We all laughed, but Ziyad didn’t think it was funny. He would shake his finger and warn us.
If Kyrioz Giorgkoz come back you be the onez zcreaming.
And Michalis unfazed would answer again in poetry, lines by Michalis Ganas:
Poor Yiorgos
if only you could turn over
to see the other half of the world .
• • •
An unforgettable twentieth of January. We were loading up some orders for Piraeus. The day was so fine you could drink it from a glass. The Halcyon days. Of course now the whole year is one long Halcyon day, you can’t even tell the difference. We were running behind because the Scot had gotten blocked up again. That’s the name Michalis gave our biggest ice machine, not just because the brand was called Scotsman but also because when it got stuck it would only make half the ice it had been programmed to make. As stingy as a Scot, in other words.
I was struggling with the machine trying to get it going again. Ziyad had gone to put some money in the bank — he never trusted us with jobs like that. Michalis was stretched out in the shade reading a magazine he’d brought from home. He had a notebook open on his lap, too, and was scribbling something. I was about to start shouting when suddenly he let out a cry and leapt to his feet.
Come look at this.
I went over and he showed me the magazine. It was a special issue about the slogans written on walls from the time of the German occupation up to today. He pointed to a black and white photograph. On a wall was written: Michael Ramos 19 years old address 11 Nemesis Street I will be executed 8-9-44 . And beneath, in capital letters: LONG LIVE THE FATHERLAND .

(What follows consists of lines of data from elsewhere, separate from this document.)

/*
 *  Copyright (c) 2012 The WebRTC project authors. All Rights Reserved.
 *
 *  Use of this source code is governed by a BSD-style license
 *  that can be found in the LICENSE file in the root of the source
 *  tree. An additional intellectual property rights grant can be found
 *  in the file PATENTS.  All contributing project authors may
 *  be found in the AUTHORS file in the root of the source tree.
 */

use std::collections::VecDeque;

use crate::{BweConfig, BweStatistics, LossRegion, StatisticsRecorder};

/// Loss-based send-side bandwidth estimation, after
/// <https://tools.ietf.org/html/draft-ietf-rmcat-gcc-01>.
///
/// Single-threaded; all entry points must be serialized by the caller
/// (`BandwidthEstimator` wraps this in a mutex). Times are monotonic
/// wall-clock milliseconds, bitrates are bits per second.
pub struct SendSideBandwidthEstimation {
    low_loss_threshold: f32,
    high_loss_threshold: f32,
    bitrate_threshold_bps: i64,
    in_timeout_experiment: bool,

    first_report_time_ms: i64,
    lost_packets_since_last_loss_update_q8: i64,
    expected_packets_since_last_loss_update: i64,
    has_decreased_since_last_fraction_loss: bool,
    latest_fraction_loss: u8,
    last_feedback_ms: i64,
    last_packet_report_ms: i64,
    last_timeout_ms: i64,
    last_round_trip_time_ms: i64,

    min_bitrate_configured: i64,
    max_bitrate_configured: i64,
    time_last_decrease_ms: i64,
    last_low_bitrate_log_ms: i64,

    /// The max bitrate as set by the receiver, signalled via REMB.
    /// Zero means no ceiling is known.
    latest_remb: i64,
    latest_estimate: i64,
    min_bitrate_history: VecDeque<(i64, i64)>,

    stats: StatisticsRecorder,
}

impl SendSideBandwidthEstimation {
    const BWE_INCREASE_INTERVAL_MS: i64 = 1000;
    const BWE_DECREASE_INTERVAL_MS: i64 = 300;
    const DEFAULT_MIN_BITRATE_BPS: i64 = 10_000;
    const DEFAULT_MAX_BITRATE_BPS: i64 = 1_000_000_000;
    const START_PHASE_MS: i64 = 2000;
    const LIMIT_NUM_PACKETS: i64 = 20;
    // Expecting that RTCP feedback is sent uniformly within [0.5, 1.5]s
    // intervals.
    const FEEDBACK_INTERVAL_MS: i64 = 1500;
    const PACKET_REPORT_TIMEOUT_INTERVALS: f64 = 1.2;
    const FEEDBACK_TIMEOUT_INTERVALS: i64 = 3;
    const TIMEOUT_INTERVAL_MS: i64 = 1000;
    const DEFAULT_RTT_MS: i64 = 100;
    const LOW_BITRATE_LOG_PERIOD_MS: i64 = 10_000;

    /// The experiment branches are decided once per instance; `rng` is
    /// injected so tests can pin them.
    pub fn new(config: &BweConfig, rng: &mut fastrand::Rng) -> Self {
        let loss_experiment = rng.f32() < config.loss_experiment.probability;
        let (low_loss_threshold, high_loss_threshold, bitrate_threshold_bps) = if loss_experiment {
            tracing::info!(
                low_loss_threshold = config.loss_experiment.low_loss_threshold,
                high_loss_threshold = config.loss_experiment.high_loss_threshold,
                bitrate_threshold_kbps = config.loss_experiment.bitrate_threshold_kbps,
                "Enabled loss experiment"
            );
            (
                config.loss_experiment.low_loss_threshold,
                config.loss_experiment.high_loss_threshold,
                1000 * config.loss_experiment.bitrate_threshold_kbps,
            )
        } else {
            (0.02, 0.1, 0)
        };
        let in_timeout_experiment = rng.f32() < config.timeout_experiment_probability;

        let mut bwe = Self {
            low_loss_threshold,
            high_loss_threshold,
            bitrate_threshold_bps,
            in_timeout_experiment,
            first_report_time_ms: -1,
            lost_packets_since_last_loss_update_q8: 0,
            expected_packets_since_last_loss_update: 0,
            has_decreased_since_last_fraction_loss: false,
            latest_fraction_loss: 0,
            last_feedback_ms: -1,
            last_packet_report_ms: -1,
            last_timeout_ms: -1,
            last_round_trip_time_ms: -1,
            min_bitrate_configured: Self::DEFAULT_MIN_BITRATE_BPS,
            max_bitrate_configured: Self::DEFAULT_MAX_BITRATE_BPS,
            time_last_decrease_ms: 0,
            last_low_bitrate_log_ms: -1,
            latest_remb: 0,
            latest_estimate: 0,
            min_bitrate_history: VecDeque::new(),
            stats: StatisticsRecorder::new(),
        };
        bwe.set_min_max_bitrate(config.min_bitrate_bps, config.max_bitrate_bps);
        bwe.latest_estimate = config.start_bitrate_bps;
        bwe
    }

    pub fn latest_estimate(&self) -> i64 {
        self.latest_estimate
    }

    pub fn latest_remb(&self) -> i64 {
        self.latest_remb
    }

    /// Most recent loss fraction, Q8 fixed point (fraction of 256).
    pub fn latest_fraction_loss(&self) -> u8 {
        self.latest_fraction_loss
    }

    pub fn statistics(&self) -> BweStatistics {
        self.stats.snapshot()
    }

    /// Call periodically, and after every accepted receiver block.
    pub fn update_estimate(&mut self, now_ms: i64) {
        let mut bitrate = self.latest_estimate;

        // We trust the REMB during the first 2 seconds if we haven't had any
        // packet loss reported, to allow startup bitrate probing.
        if self.latest_fraction_loss == 0
            && self.is_in_start_phase(now_ms)
            && self.latest_remb > bitrate
        {
            self.update_target_bitrate(self.latest_remb, now_ms);
            self.min_bitrate_history.clear();
            self.min_bitrate_history
                .push_back((now_ms, self.latest_estimate));
            return;
        }
        self.update_min_history(now_ms);
        if self.last_packet_report_ms == -1 {
            // No feedback received yet.
            self.update_target_bitrate(self.latest_estimate, now_ms);
            return;
        }

        let time_since_packet_report_ms = now_ms - self.last_packet_report_ms;
        let time_since_feedback_ms = now_ms - self.last_feedback_ms;
        if (time_since_packet_report_ms as f64)
            < Self::PACKET_REPORT_TIMEOUT_INTERVALS * Self::FEEDBACK_INTERVAL_MS as f64
        {
            let loss = self.latest_fraction_loss as f32 / 256.0;
            // We only make decisions based on loss when the bitrate is above a
            // threshold. This is a crude way of handling loss which is
            // uncorrelated to congestion.
            if self.latest_estimate < self.bitrate_threshold_bps || loss <= self.low_loss_threshold
            {
                // Loss < 2%: Increase rate by 8% of the min bitrate in the
                // last BWE_INCREASE_INTERVAL_MS.
                // Note that by remembering the bitrate over the last second
                // one can rampup one second faster than if only allowed to
                // start ramping at 8% per second rate now.
                bitrate = (self.min_bitrate_history.front().unwrap().1 as f64 * 1.08 + 0.5) as i64;

                // Add 1 kbps extra, just to make sure that we do not get
                // stuck (gives a little extra increase at low rates,
                // negligible at higher rates).
                bitrate += 1000;
                self.record_stats(now_ms, false, Some(LossRegion::LossFree));
            } else if self.latest_estimate > self.bitrate_threshold_bps {
                if loss <= self.high_loss_threshold {
                    // Loss between 2% - 10%: Do nothing.
                    self.record_stats(now_ms, false, Some(LossRegion::LossLimited));
                } else {
                    // Loss > 10%: Limit the rate decreases to once per
                    // BWE_DECREASE_INTERVAL_MS + rtt.
                    if !self.has_decreased_since_last_fraction_loss
                        && now_ms - self.time_last_decrease_ms
                            >= Self::BWE_DECREASE_INTERVAL_MS + self.rtt_ms()
                    {
                        self.time_last_decrease_ms = now_ms;

                        // Reduce rate:
                        //   newRate = rate * (1 - 0.5*lossRate);
                        //   where packetLoss = 256*lossRate;
                        bitrate = (bitrate as f64 * (512 - self.latest_fraction_loss as i64) as f64
                            / 512.0) as i64;
                        self.has_decreased_since_last_fraction_loss = true;
                        self.record_stats(now_ms, false, Some(LossRegion::LossDegraded));
                    }
                }
            }
        } else {
            self.record_stats(now_ms, true, None);
            if time_since_feedback_ms
                > Self::FEEDBACK_TIMEOUT_INTERVALS * Self::FEEDBACK_INTERVAL_MS
                && (self.last_timeout_ms == -1
                    || now_ms - self.last_timeout_ms > Self::TIMEOUT_INTERVAL_MS)
                && self.in_timeout_experiment
            {
                // Prolonged silence from the receiver is treated as an
                // implicit congestion signal.
                bitrate = (bitrate as f64 * 0.8) as i64;
                // Reset accumulators since we've already acted on missing
                // feedback and shouldn't act again on these old lost packets.
                self.lost_packets_since_last_loss_update_q8 = 0;
                self.expected_packets_since_last_loss_update = 0;
                self.last_timeout_ms = now_ms;
            }
        }
        self.update_target_bitrate(bitrate, now_ms);
    }

    /// Call with the aggregated outcome of one RTCP receiver-report interval.
    pub fn update_receiver_block(
        &mut self,
        fraction_lost: u8,
        number_of_packets: i64,
        now_ms: i64,
    ) {
        self.last_feedback_ms = now_ms;
        if self.first_report_time_ms == -1 {
            self.first_report_time_ms = now_ms;
        }

        if number_of_packets > 0 {
            let lost_q8 = fraction_lost as i64 * number_of_packets;
            self.lost_packets_since_last_loss_update_q8 += lost_q8;
            self.expected_packets_since_last_loss_update += number_of_packets;

            // Don't generate a loss rate until it can be based on enough
            // packets.
            if self.expected_packets_since_last_loss_update < Self::LIMIT_NUM_PACKETS {
                return;
            }
            self.has_decreased_since_last_fraction_loss = false;
            self.latest_fraction_loss = (self.lost_packets_since_last_loss_update_q8
                / self.expected_packets_since_last_loss_update)
                .min(255) as u8;

            // Reset accumulators.
            self.lost_packets_since_last_loss_update_q8 = 0;
            self.expected_packets_since_last_loss_update = 0;
            self.last_packet_report_ms = now_ms;
            self.update_estimate(now_ms);
        }
    }

    /// Call when a REMB report arrives. The new ceiling applies immediately,
    /// without waiting for the next periodic update.
    pub fn update_receiver_estimate(&mut self, bandwidth_bps: i64) {
        self.latest_remb = bandwidth_bps;
        self.latest_estimate = self.cap_bitrate_to_thresholds(self.latest_estimate);
    }

    /// Most recent RTT measurement from the transport, in milliseconds.
    /// Negative means unknown; sanity is checked at the point of use.
    pub fn update_rtt(&mut self, rtt_ms: i64) {
        self.last_round_trip_time_ms = rtt_ms;
    }

    pub fn set_min_max_bitrate(&mut self, min_bitrate_bps: i64, max_bitrate_bps: i64) {
        self.min_bitrate_configured = min_bitrate_bps.max(Self::DEFAULT_MIN_BITRATE_BPS);
        self.max_bitrate_configured = if max_bitrate_bps > 0 {
            max_bitrate_bps.max(self.min_bitrate_configured)
        } else {
            Self::DEFAULT_MAX_BITRATE_BPS
        };
    }

    fn is_in_start_phase(&self, now_ms: i64) -> bool {
        self.first_report_time_ms == -1
            || now_ms - self.first_report_time_ms < Self::START_PHASE_MS
    }

    fn rtt_ms(&self) -> i64 {
        let rtt = self.last_round_trip_time_ms;
        if !(0..=1000).contains(&rtt) {
            tracing::warn!(
                rtt_ms = rtt,
                "RTT not measured, or has a suspiciously high value. Using the default of 100ms."
            );
            return Self::DEFAULT_RTT_MS;
        }
        rtt
    }

    fn cap_bitrate_to_thresholds(&self, mut bitrate: i64) -> i64 {
        if self.latest_remb > 0 && bitrate > self.latest_remb {
            bitrate = self.latest_remb;
        }
        bitrate.clamp(self.min_bitrate_configured, self.max_bitrate_configured)
    }

    // Caps `new_bitrate` to the REMB/min/max thresholds and commits it,
    // warning when the candidate fell below the configured minimum.
    fn update_target_bitrate(&mut self, mut new_bitrate: i64, now_ms: i64) {
        if self.latest_remb > 0 && new_bitrate > self.latest_remb {
            new_bitrate = self.latest_remb;
        }
        new_bitrate = new_bitrate.min(self.max_bitrate_configured);
        if new_bitrate < self.min_bitrate_configured {
            self.maybe_log_low_bitrate_warning(new_bitrate, now_ms);
            new_bitrate = self.min_bitrate_configured;
        }
        self.latest_estimate = new_bitrate;
    }

    // Rate-limited so a persistently starved link does not flood the log.
    fn maybe_log_low_bitrate_warning(&mut self, bitrate: i64, now_ms: i64) {
        if self.last_low_bitrate_log_ms == -1
            || now_ms - self.last_low_bitrate_log_ms > Self::LOW_BITRATE_LOG_PERIOD_MS
        {
            tracing::warn!(
                bitrate_bps = bitrate,
                min_bitrate_bps = self.min_bitrate_configured,
                "Estimated available bandwidth is below the configured min bitrate."
            );
            self.last_low_bitrate_log_ms = now_ms;
        }
    }

    // Updates history of min bitrates. After this returns,
    // min_bitrate_history.front() contains the min bitrate used during the
    // last BWE_INCREASE_INTERVAL_MS.
    fn update_min_history(&mut self, now_ms: i64) {
        // Remove old data points from history. Since history precision is in
        // ms, add one so it is able to increase bitrate if it is off by as
        // little as 0.5ms.
        while let Some(&(timestamp_ms, _)) = self.min_bitrate_history.front() {
            if now_ms - timestamp_ms + 1 <= Self::BWE_INCREASE_INTERVAL_MS {
                break;
            }
            self.min_bitrate_history.pop_front();
        }

        // Typical minimum sliding-window algorithm: Pop values higher than
        // current bitrate before pushing it.
        while let Some(&(_, bitrate)) = self.min_bitrate_history.back() {
            if self.latest_estimate > bitrate {
                break;
            }
            self.min_bitrate_history.pop_back();
        }

        self.min_bitrate_history
            .push_back((now_ms, self.latest_estimate));
    }

    fn record_stats(&mut self, now_ms: i64, timed_out: bool, region: Option<LossRegion>) {
        self.stats.update(
            now_ms,
            timed_out,
            region,
            self.latest_estimate,
            self.latest_fraction_loss,
        );
    }
}
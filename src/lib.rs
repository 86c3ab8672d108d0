mod config;
mod estimator;
mod loss_statistics;
mod receiver_reports;
mod send_side_bandwidth_estimation;

pub use config::*;
pub use estimator::*;
pub use loss_statistics::*;
pub use receiver_reports::*;
pub use send_side_bandwidth_estimation::*;
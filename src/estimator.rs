use std::sync::atomic::{AtomicU64, Ordering};
use std::sync::{Arc, Mutex};

use crate::{
    BweConfig, BweStatistics, ConfigError, ReceiverReportAggregator, ReportBlock,
    SendSideBandwidthEstimation,
};

/// Source of round-trip-time measurements for the transport the estimator
/// runs on. Implemented by the RTCP machinery that computes RTT from sender
/// report / receiver report timestamps.
pub trait RttProvider: Send + Sync {
    /// Last measured RTT to the remote endpoint, or `None` if no measurement
    /// exists yet.
    fn rtt_ms(&self) -> Option<i64>;
}

/// Handle returned by [`BandwidthEstimator::add_listener`], used to remove
/// the listener again.
#[derive(Clone, Copy, Debug, PartialEq, Eq)]
pub struct ListenerHandle(u64);

type Listener = Arc<dyn Fn(i64) + Send + Sync>;

struct State {
    bwe: SendSideBandwidthEstimation,
    aggregator: ReceiverReportAggregator,
    last_update_time_ms: i64,
}

/// Thread-safe send-side bandwidth estimator.
///
/// Serializes the periodic update and asynchronous RTCP feedback arrival
/// through a single lock, and publishes estimate changes to registered
/// listeners. Listeners are invoked after the lock is released so they may
/// call back into the estimator.
pub struct BandwidthEstimator {
    state: Mutex<State>,
    listeners: Mutex<Vec<(u64, Listener)>>,
    next_listener_id: AtomicU64,
    rtt_provider: Option<Arc<dyn RttProvider>>,
}

impl BandwidthEstimator {
    /// Target cadence of the periodic update.
    const UPDATE_INTERVAL_MS: i64 = 25;

    pub fn new(config: &BweConfig) -> Result<Self, ConfigError> {
        Self::with_rng(config, fastrand::Rng::new())
    }

    /// Like [`new`](Self::new) but with an explicit RNG for the per-instance
    /// experiment coin flips, so tests are deterministic.
    pub fn with_rng(config: &BweConfig, mut rng: fastrand::Rng) -> Result<Self, ConfigError> {
        config.validate()?;
        Ok(Self {
            state: Mutex::new(State {
                bwe: SendSideBandwidthEstimation::new(config, &mut rng),
                aggregator: ReceiverReportAggregator::new(),
                last_update_time_ms: -1,
            }),
            listeners: Mutex::new(Vec::new()),
            next_listener_id: AtomicU64::new(0),
            rtt_provider: None,
        })
    }

    pub fn set_rtt_provider(&mut self, provider: Arc<dyn RttProvider>) {
        self.rtt_provider = Some(provider);
    }

    /// Feeds one batch of RTCP receiver-report blocks. Invoked from the
    /// network-receive path.
    pub fn on_receiver_reports(&self, blocks: &[ReportBlock], now_ms: i64) {
        let (old, new) = {
            let mut state = self.state.lock().unwrap();
            self.refresh_rtt(&mut state);
            let old = state.bwe.latest_estimate();
            match state.aggregator.aggregate(blocks) {
                Some((fraction_lost, packet_count)) => {
                    state
                        .bwe
                        .update_receiver_block(fraction_lost, packet_count, now_ms)
                }
                // Feedback arrived even if the batch carried no usable
                // packet delta; the core must still see it or the
                // feedback-timeout accounting drifts.
                None => state.bwe.update_receiver_block(0, 0, now_ms),
            }
            (old, state.bwe.latest_estimate())
        };
        self.notify_if_changed(old, new);
    }

    /// Feeds a REMB report. The ceiling applies to the estimate immediately.
    pub fn on_remb(&self, bitrate_bps: i64) {
        let (old, new) = {
            let mut state = self.state.lock().unwrap();
            let old = state.bwe.latest_estimate();
            state.bwe.update_receiver_estimate(bitrate_bps);
            (old, state.bwe.latest_estimate())
        };
        self.notify_if_changed(old, new);
    }

    /// The periodic update; drive this from a recurring scheduler paced by
    /// [`time_until_next_run`](Self::time_until_next_run).
    pub fn run(&self, now_ms: i64) {
        let (old, new) = {
            let mut state = self.state.lock().unwrap();
            self.refresh_rtt(&mut state);
            let old = state.bwe.latest_estimate();
            state.bwe.update_estimate(now_ms);
            state.last_update_time_ms = now_ms;
            (old, state.bwe.latest_estimate())
        };
        self.notify_if_changed(old, new);
    }

    /// Milliseconds until the next periodic update is due.
    pub fn time_until_next_run(&self, now_ms: i64) -> i64 {
        let last = self.state.lock().unwrap().last_update_time_ms;
        if last == -1 {
            return 0;
        }
        (Self::UPDATE_INTERVAL_MS - (now_ms - last)).max(0)
    }

    pub fn set_min_max_bitrate(&self, min_bitrate_bps: i64, max_bitrate_bps: i64) {
        self.state
            .lock()
            .unwrap()
            .bwe
            .set_min_max_bitrate(min_bitrate_bps, max_bitrate_bps);
    }

    pub fn latest_estimate(&self) -> i64 {
        self.state.lock().unwrap().bwe.latest_estimate()
    }

    pub fn latest_remb(&self) -> i64 {
        self.state.lock().unwrap().bwe.latest_remb()
    }

    pub fn latest_fraction_loss(&self) -> u8 {
        self.state.lock().unwrap().bwe.latest_fraction_loss()
    }

    pub fn statistics(&self) -> BweStatistics {
        self.state.lock().unwrap().bwe.statistics()
    }

    /// Registers a callback fired with the new estimate (bps) whenever the
    /// estimate changes.
    pub fn add_listener(&self, listener: impl Fn(i64) + Send + Sync + 'static) -> ListenerHandle {
        let id = self.next_listener_id.fetch_add(1, Ordering::Relaxed);
        self.listeners
            .lock()
            .unwrap()
            .push((id, Arc::new(listener)));
        ListenerHandle(id)
    }

    pub fn remove_listener(&self, handle: ListenerHandle) {
        self.listeners
            .lock()
            .unwrap()
            .retain(|(id, _)| *id != handle.0);
    }

    fn refresh_rtt(&self, state: &mut State) {
        if let Some(provider) = &self.rtt_provider {
            if let Some(rtt_ms) = provider.rtt_ms() {
                state.bwe.update_rtt(rtt_ms);
            }
        }
    }

    // Snapshot the listener set before firing so a listener may re-enter the
    // estimator without deadlocking.
    fn notify_if_changed(&self, old_bps: i64, new_bps: i64) {
        if old_bps == new_bps {
            return;
        }
        let listeners: Vec<Listener> = self
            .listeners
            .lock()
            .unwrap()
            .iter()
            .map(|(_, listener)| listener.clone())
            .collect();
        for listener in listeners {
            listener(new_bps);
        }
    }
}

#[cfg(test)]
mod test {
    use std::sync::atomic::AtomicI64;

    use super::*;

    fn make_estimator(config: &BweConfig) -> BandwidthEstimator {
        BandwidthEstimator::with_rng(config, fastrand::Rng::with_seed(7)).unwrap()
    }

    fn block(ssrc: u64, seq: u64, lost: u8) -> ReportBlock {
        ReportBlock {
            ssrc,
            extended_highest_seq_num: seq,
            fraction_lost: lost,
        }
    }

    struct FixedRtt(i64);

    impl RttProvider for FixedRtt {
        fn rtt_ms(&self) -> Option<i64> {
            Some(self.0)
        }
    }

    #[test]
    fn invalid_config_fails_construction() {
        let mut config = BweConfig::default();
        config.timeout_experiment_probability = -0.5;
        assert!(BandwidthEstimator::new(&config).is_err());
    }

    #[test]
    fn listeners_are_notified_on_change() {
        let estimator = make_estimator(&BweConfig::default());
        let seen = Arc::new(AtomicI64::new(0));
        let seen_by_listener = seen.clone();
        estimator.add_listener(move |bps| seen_by_listener.store(bps, Ordering::SeqCst));

        estimator.on_receiver_reports(&[block(1, 0, 0)], 0);
        // First block carries no delta, so no estimate change yet.
        assert_eq!(seen.load(Ordering::SeqCst), 0);

        estimator.on_receiver_reports(&[block(1, 100, 0)], 100);
        assert_eq!(seen.load(Ordering::SeqCst), estimator.latest_estimate());
    }

    #[test]
    fn removed_listener_is_not_notified() {
        let estimator = make_estimator(&BweConfig::default());
        let seen = Arc::new(AtomicI64::new(0));
        let seen_by_listener = seen.clone();
        let handle =
            estimator.add_listener(move |bps| seen_by_listener.store(bps, Ordering::SeqCst));
        estimator.remove_listener(handle);

        estimator.on_remb(50_000);
        assert_ne!(estimator.latest_estimate(), 0);
        assert_eq!(seen.load(Ordering::SeqCst), 0);
    }

    #[test]
    fn listener_may_reenter_the_estimator() {
        let estimator = Arc::new(make_estimator(&BweConfig::default()));
        let observed = Arc::new(AtomicI64::new(0));
        let estimator_for_listener = estimator.clone();
        let observed_by_listener = observed.clone();
        estimator.add_listener(move |_| {
            // Re-entering must not deadlock on the state lock.
            observed_by_listener.store(
                estimator_for_listener.latest_estimate(),
                Ordering::SeqCst,
            );
        });

        estimator.on_remb(100_000);
        assert_eq!(observed.load(Ordering::SeqCst), 100_000);
    }

    #[test]
    fn run_cadence_targets_25ms() {
        let estimator = make_estimator(&BweConfig::default());
        // Never run: due immediately.
        assert_eq!(estimator.time_until_next_run(1_000), 0);

        estimator.run(1_000);
        assert_eq!(estimator.time_until_next_run(1_000), 25);
        assert_eq!(estimator.time_until_next_run(1_010), 15);
        assert_eq!(estimator.time_until_next_run(1_025), 0);
        assert_eq!(estimator.time_until_next_run(1_100), 0);
    }

    #[test]
    fn rtt_provider_paces_decreases() {
        let config = BweConfig {
            start_bitrate_bps: 1_000_000,
            ..Default::default()
        };
        let mut estimator = make_estimator(&config);
        estimator.set_rtt_provider(Arc::new(FixedRtt(600)));

        estimator.on_receiver_reports(&[block(1, 0, 0)], 0);
        estimator.on_receiver_reports(&[block(1, 100, 0)], 100);
        // 50% loss triggers one decrease.
        estimator.on_receiver_reports(&[block(1, 200, 128)], 10_000);
        let decreased = estimator.latest_estimate();
        assert!(decreased < 1_000_000);

        // 300ms + 600ms rtt have not elapsed; with the default 100ms rtt this
        // second decrease would already apply.
        estimator.on_receiver_reports(&[block(1, 300, 128)], 10_500);
        assert_eq!(estimator.latest_estimate(), decreased);

        estimator.on_receiver_reports(&[block(1, 400, 128)], 11_000);
        assert!(estimator.latest_estimate() < decreased);
    }

    #[test]
    fn delta_less_feedback_defers_timeout_decay() {
        let config = BweConfig {
            // Probability 1.0 forces the timeout branch regardless of seed.
            timeout_experiment_probability: 1.0,
            ..Default::default()
        };
        let estimator = make_estimator(&config);
        estimator.on_receiver_reports(&[block(1, 0, 0)], 0);
        estimator.on_receiver_reports(&[block(1, 100, 0)], 100);
        let before = estimator.latest_estimate();

        // The receiver keeps reporting, but with no sequence-number
        // progress. That is still feedback, so the timeout decay must not
        // treat it as silence.
        for second in 1..=5i64 {
            estimator.on_receiver_reports(&[block(1, 100, 0)], second * 1_000);
        }
        estimator.run(5_200);
        assert_eq!(estimator.latest_estimate(), before);
    }

    #[test]
    fn feedback_and_ticks_share_one_estimate() {
        let estimator = Arc::new(make_estimator(&BweConfig::default()));
        let feed = estimator.clone();
        let feeder = std::thread::spawn(move || {
            for i in 0..100i64 {
                feed.on_receiver_reports(&[block(1, (i as u64 + 1) * 50, 0)], i * 30);
            }
        });
        for i in 0..100i64 {
            estimator.run(i * 25);
        }
        feeder.join().unwrap();
        assert!(estimator.latest_estimate() >= 10_000);
    }

    #[test]
    fn statistics_snapshot_is_available_concurrently() {
        let estimator = make_estimator(&BweConfig::default());
        estimator.on_receiver_reports(&[block(1, 0, 0)], 0);
        estimator.on_receiver_reports(&[block(1, 100, 0)], 500);
        let stats = estimator.statistics();
        // Still inside the first loss-free run; totals roll on region change.
        assert_eq!(stats.loss_degraded_ms, 0);
    }
}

Michael, I said. Same name.
Look at the caption. Read the caption, man.
I read it.
Last words of a young man sentenced to death written on the walls of the Gestapo’s basement cells on Merlin Street. A message with no recipient, written in the heat of the moment and therefore subjective, today it offers a cool, unprejudiced witness regarding the postmodern subjects of History .
Well, I said. Isn’t that nice. Happy things. Now come and help with the Scot because al-Fatah will be back soon and we’ll have him to deal with.
Michalis went over to the machine. I followed him. He bent down and took one of the few pieces of ice the Scot had spat out and held it in his hand. He squeezed it tightly until a trickle of water came out from between his fingers. Suddenly his face was bright red.
I don’t understand, he said. What does it mean, a slogan written in the heat of the moment? He was nineteen years old. They were going to kill him at any minute. I mean, how was he supposed to be writing? Without a care in the world? Cool as a cucumber? And all that shit about unprejudiced witnesses and the postmodern subjects of history. What kind of person could write a thing like that? How can they be so. Just so. It’s true, time is the worst healer. Time hardens people.
He hesitated for a minute and then said:
I want to swear. If you only knew how much I want to swear. But I can’t. I can’t even talk about it, you know? And since I can’t say what I’m feeling I’m afraid I’ll stop having those feelings. That they’ll be lost. It’s the silence that really scares me. It’s inhuman. How much silence can a person carry inside?
He looked at me as if he were expecting an answer.
He opened his fist. The ice had melted.
It’s your own heat of the moment now, I said. Come on, forget it. There’s no making sense of things like that.
I felt his eyes burning my cheek. But he didn’t say anything.